Anyone know why the written form is different for 令?

I’m studying kanji in Level 11 and have learned 令 (order).

I use the stroke order script and noticed that the written form for 令 (order) is different than the typed format. At first, I thought it might be an error, but it’s also this way in jisho: 令 #kanji -

I’ve noticed that the written form is sometimes slightly different than the typed format, but this seems rather different.

Does anyone know why this?

It’s likely just a design choice the font designer made.
The design still follows stroke order, so it still “looks like” the character.

If you had to rationalize it beyond that, it may be that way to help separate it from other similar looking kanji, like 今. But, truthfully, I really think it was just a design choice.

It’s print font vs handwriting, similar to how in serif fonts g is written with 2 circles.
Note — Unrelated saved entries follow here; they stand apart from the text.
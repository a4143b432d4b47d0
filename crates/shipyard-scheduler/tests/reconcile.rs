//! Startup reconciliation against fake providers.

mod common;

use common::*;
use shipyard_config::StaticConfigService;
use shipyard_core::project::GitProvider;
use shipyard_core::store::BuildStore;
use shipyard_core::{BuildStatus, ProjectId};
use shipyard_scheduler::{ReconcileReport, ReconciliationOrchestrator, SchedulerError};
use std::sync::Arc;
use tokio::sync::Semaphore;

fn orchestrator(
    harness: &Harness,
    config: StaticConfigService,
    providers: FakeProviders,
) -> ReconciliationOrchestrator {
    ReconciliationOrchestrator::new(
        Arc::new(config),
        Arc::new(providers),
        harness.factory.clone(),
        harness.runners.clone(),
    )
}

#[tokio::test]
async fn test_unstatused_pull_request_gets_a_runner() {
    let harness = Harness::new(ScriptedAgent::succeeding());
    let provider = Arc::new(
        FakeProvider::default()
            .with_open_pr("main", "abc123")
            .with_open_pr("main", "def456")
            .with_status("def456"),
    );
    let config = StaticConfigService::new(
        vec![project("app", "acme/app", vec![commit_trigger("main")])],
        vec![credential("ci-bot")],
    );

    let report = orchestrator(&harness, config, FakeProviders::default().with("ci-bot", provider))
        .run()
        .await
        .unwrap();
    harness.runners.wait_idle().await;

    assert_eq!(report.reconciled, 1);
    assert_eq!(report.resumed, 0);

    let builds = harness.store.all_builds();
    assert_eq!(builds.len(), 1);
    assert_eq!(builds[0].sha, sha("abc123"));
    assert_eq!(builds[0].trigger, "pull_request");
    assert_eq!(builds[0].status, BuildStatus::Succeeded);
    assert_eq!(harness.agent.invocations().len(), 1);
}

#[tokio::test]
async fn test_only_commit_trigger_branches_are_reconciled() {
    let harness = Harness::new(ScriptedAgent::succeeding());
    let provider = Arc::new(
        FakeProvider::default()
            .with_open_pr("main", "abc123")
            .with_open_pr("develop", "def456"),
    );
    let config = StaticConfigService::new(
        vec![project(
            "app",
            "acme/app",
            vec![commit_trigger("main"), pr_trigger("develop")],
        )],
        vec![credential("ci-bot")],
    );

    let report = orchestrator(&harness, config, FakeProviders::default().with("ci-bot", provider))
        .run()
        .await
        .unwrap();
    harness.runners.wait_idle().await;

    assert_eq!(report.reconciled, 1);
    let builds = harness.store.all_builds();
    assert_eq!(builds.len(), 1);
    assert_eq!(builds[0].sha, sha("abc123"));
}

#[tokio::test]
async fn test_resuming_pending_builds_is_idempotent() {
    let gate = Arc::new(Semaphore::new(0));
    let harness = Harness::new(ScriptedAgent::succeeding().gated(gate.clone()));
    let app = ProjectId::new("app");
    for head in ["abc123", "def456"] {
        harness
            .store
            .create_build(&app, &sha(head), "commit")
            .await
            .unwrap();
    }
    let config = StaticConfigService::new(
        vec![project("app", "acme/app", vec![commit_trigger("main")])],
        vec![credential("ci-bot")],
    );
    let reconciler = orchestrator(&harness, config, FakeProviders::default());

    let mut first = ReconcileReport::default();
    reconciler.resume_pending_builds(&mut first).await.unwrap();
    let mut second = ReconcileReport::default();
    reconciler.resume_pending_builds(&mut second).await.unwrap();

    assert_eq!(first.resumed, 2);
    assert_eq!(second.resumed, 0);
    assert_eq!(second.duplicates, 2);
    assert_eq!(harness.runners.active_count(), 2);

    gate.add_permits(2);
    harness.runners.wait_idle().await;
    assert_eq!(harness.agent.invocations().len(), 2);
    assert_eq!(harness.store.all_builds().len(), 2);
    assert!(
        harness
            .store
            .all_builds()
            .iter()
            .all(|b| b.status == BuildStatus::Succeeded)
    );
}

#[tokio::test]
async fn test_resumed_commit_is_not_reconciled_twice() {
    let gate = Arc::new(Semaphore::new(0));
    let harness = Harness::new(ScriptedAgent::succeeding().gated(gate.clone()));
    let pending = harness
        .store
        .create_build(&ProjectId::new("app"), &sha("abc123"), "pull_request")
        .await
        .unwrap();
    let provider = Arc::new(FakeProvider::default().with_open_pr("main", "abc123"));
    let config = StaticConfigService::new(
        vec![project("app", "acme/app", vec![commit_trigger("main")])],
        vec![credential("ci-bot")],
    );

    let report = orchestrator(&harness, config, FakeProviders::default().with("ci-bot", provider))
        .run()
        .await
        .unwrap();

    assert_eq!(report.resumed, 1);
    assert_eq!(report.reconciled, 0);
    assert_eq!(report.duplicates, 1);

    gate.add_permits(1);
    harness.runners.wait_idle().await;
    let builds = harness.store.all_builds();
    assert_eq!(builds.len(), 1);
    assert_eq!(builds[0].id, pending.id);
}

#[tokio::test]
async fn test_projects_without_a_credential_are_skipped() {
    let harness = Harness::new(ScriptedAgent::succeeding());
    harness
        .store
        .create_build(&ProjectId::new("mirror"), &sha("abc123"), "commit")
        .await
        .unwrap();
    let config = StaticConfigService::new(
        vec![
            project("app", "acme/app", vec![commit_trigger("main")]),
            project_on(
                "mirror",
                "acme/mirror",
                GitProvider::Gitlab,
                vec![commit_trigger("main")],
            ),
        ],
        vec![credential("ci-bot")],
    );

    let report = orchestrator(&harness, config, FakeProviders::default())
        .run()
        .await
        .unwrap();

    assert_eq!(report.skipped_projects, vec![ProjectId::new("mirror")]);
    assert_eq!(report.resumed, 0);
    assert_eq!(harness.runners.active_count(), 0);
}

#[tokio::test]
async fn test_provider_failure_fails_the_pass() {
    let harness = Harness::new(ScriptedAgent::succeeding());
    let provider = Arc::new(FakeProvider::default().with_open_pr("main", "abc123").failing());
    let config = StaticConfigService::new(
        vec![project("app", "acme/app", vec![commit_trigger("main")])],
        vec![credential("ci-bot")],
    );

    let result = orchestrator(&harness, config, FakeProviders::default().with("ci-bot", provider))
        .run()
        .await;

    assert!(matches!(result, Err(SchedulerError::Provider { .. })));
    assert_eq!(harness.runners.active_count(), 0);
}
//! Shipyard CI server

use anyhow::Context;
use clap::Parser;
use shipyard_config::{StaticConfigService, load_server_config};
use shipyard_core::store::BuildStore;
use shipyard_db::{MemoryBuildStore, PgBuildStore, create_pool, run_migrations};
use shipyard_server::engine::{Engine, build_agent};
use shipyard_server::services::github::{DEFAULT_API_URL, GitHubProviders};
use shipyard_server::{AppState, routes};
use std::path::PathBuf;
use std::sync::Arc;
use tokio::net::TcpListener;
use tower_http::trace::TraceLayer;
use tracing::{info, warn};
use tracing_subscriber::EnvFilter;

#[derive(Parser)]
#[command(name = "shipyard-server")]
#[command(about = "Shipyard CI server", long_about = None)]
#[command(version)]
struct Args {
    /// Server configuration file
    #[arg(short, long, env = "SHIPYARD_CONFIG", default_value = "shipyard.kdl")]
    config: PathBuf,

    /// PostgreSQL URL; builds are kept in memory when absent
    #[arg(long, env = "DATABASE_URL")]
    database_url: Option<String>,

    /// Address of the status HTTP surface (overrides the config file)
    #[arg(long, env = "SHIPYARD_LISTEN")]
    listen: Option<String>,

    /// GitHub API base URL
    #[arg(long, env = "GITHUB_API_URL", default_value = DEFAULT_API_URL)]
    github_api_url: String,

    /// Do not start worker loops
    #[arg(long, env = "SHIPYARD_SKIP_WORKERS")]
    skip_workers: bool,

    /// Do not run the startup reconciliation pass
    #[arg(long, env = "SHIPYARD_SKIP_RECONCILIATION")]
    skip_reconciliation: bool,

    /// Emit logs as JSON
    #[arg(long)]
    log_json: bool,
}

#[tokio::main]
async fn main() -> anyhow::Result<()> {
    let args = Args::parse();

    // Initialize tracing
    let filter = EnvFilter::try_from_default_env().unwrap_or_else(|_| EnvFilter::new("info"));
    if args.log_json {
        tracing_subscriber::fmt().json().with_env_filter(filter).init();
    } else {
        tracing_subscriber::fmt().with_env_filter(filter).init();
    }

    let server = load_server_config(&args.config)
        .with_context(|| format!("loading {}", args.config.display()))?;
    let config = StaticConfigService::from_config(&server, |name| std::env::var(name).ok())?;
    info!(
        projects = server.projects.len(),
        credentials = server.credentials.len(),
        "Configuration loaded"
    );

    let (store, pool) = match &args.database_url {
        Some(url) => {
            info!("Connecting to database...");
            let pool = create_pool(url).await?;
            run_migrations(&pool).await?;
            info!("Database connected");
            let store: Arc<dyn BuildStore> = Arc::new(PgBuildStore::new(pool.clone()));
            (store, Some(pool))
        }
        None => {
            warn!("No database configured, builds are kept in memory");
            let store: Arc<dyn BuildStore> = Arc::new(MemoryBuildStore::new());
            (store, None)
        }
    };

    let agent = build_agent(&server.agent)?;
    let providers = Arc::new(GitHubProviders::new(args.github_api_url.clone()));
    let engine = Engine::new(&server, config, store, agent, providers);

    let registered = engine.register_workers();
    info!(registered, "Worker loops registered");

    if args.skip_reconciliation {
        info!("Reconciliation skipped");
    } else if let Some(report) = engine.reconcile().await {
        info!(
            resumed = report.resumed,
            reconciled = report.reconciled,
            "Reconciliation done"
        );
    }

    if args.skip_workers {
        info!("Worker loops not started");
    } else {
        engine.start_workers();
    }

    let app = routes::router(AppState::new(&engine, pool)).layer(TraceLayer::new_for_http());

    let addr = args.listen.unwrap_or(server.listen);
    info!("Starting server on {}", addr);

    let listener = TcpListener::bind(&addr).await?;
    axum::serve(listener, app)
        .with_graceful_shutdown(async {
            if let Err(e) = tokio::signal::ctrl_c().await {
                warn!(error = %e, "Failed to listen for Ctrl-C");
            }
        })
        .await?;

    engine.shutdown();
    Ok(())
}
Print vs handwritten さ and そ are the same in that the handwritten forms are slightly different than the print versions.


Not a design choice, handwriting and computer fonts have their differences.

Well known examples are: さ, き, り, 心 but there are obviously a lot more.

I was really confused by this post, since! this is what I see
Screenshot from 2021-03-08 21-03-33

I guess the handwritten form is like the chinese character… (firefox struggles with japanese fonts for some reason)

Edit: interestingly top hit on youtube writes it the same as the computer font


I honestly thought this was about 今 before I went and checked.

This can be due to differences in what fonts you have on your computer, plus whether or not the language is specified on the web page, etc. When you start to get multilingual, things can get weird pretty quickly.

Here’s a vaguely related post I made a while back on a font issue.


I’ve looked into it before and I think there’s just some weirdness going on with firefox and linux…firefox very consistently shows me chinese character sets everywhere unless someone uses the compatability character sets.

Back on topic, I did a little digging and I found this:

They say for hand writing, there’s about a half a dozen acceptable ways so you can write it either way. if I’m reading it correctly, the official way according to the agency for cultural affairs is the more square one, but the rest are all recognised as well.


It seems to appear the same in Firefox for me on Windows:

But notably, I have added the Japanese language pack on Windows and have Japanese as a secondary language in my browsers’ language lists, along with installing multiple Japanese fonts. So, I tend to not encounter these types of character issues on websites and I suspect these may be the reason why.

I’ve got both of these installed, and japanese set as an alternative language, but no dice…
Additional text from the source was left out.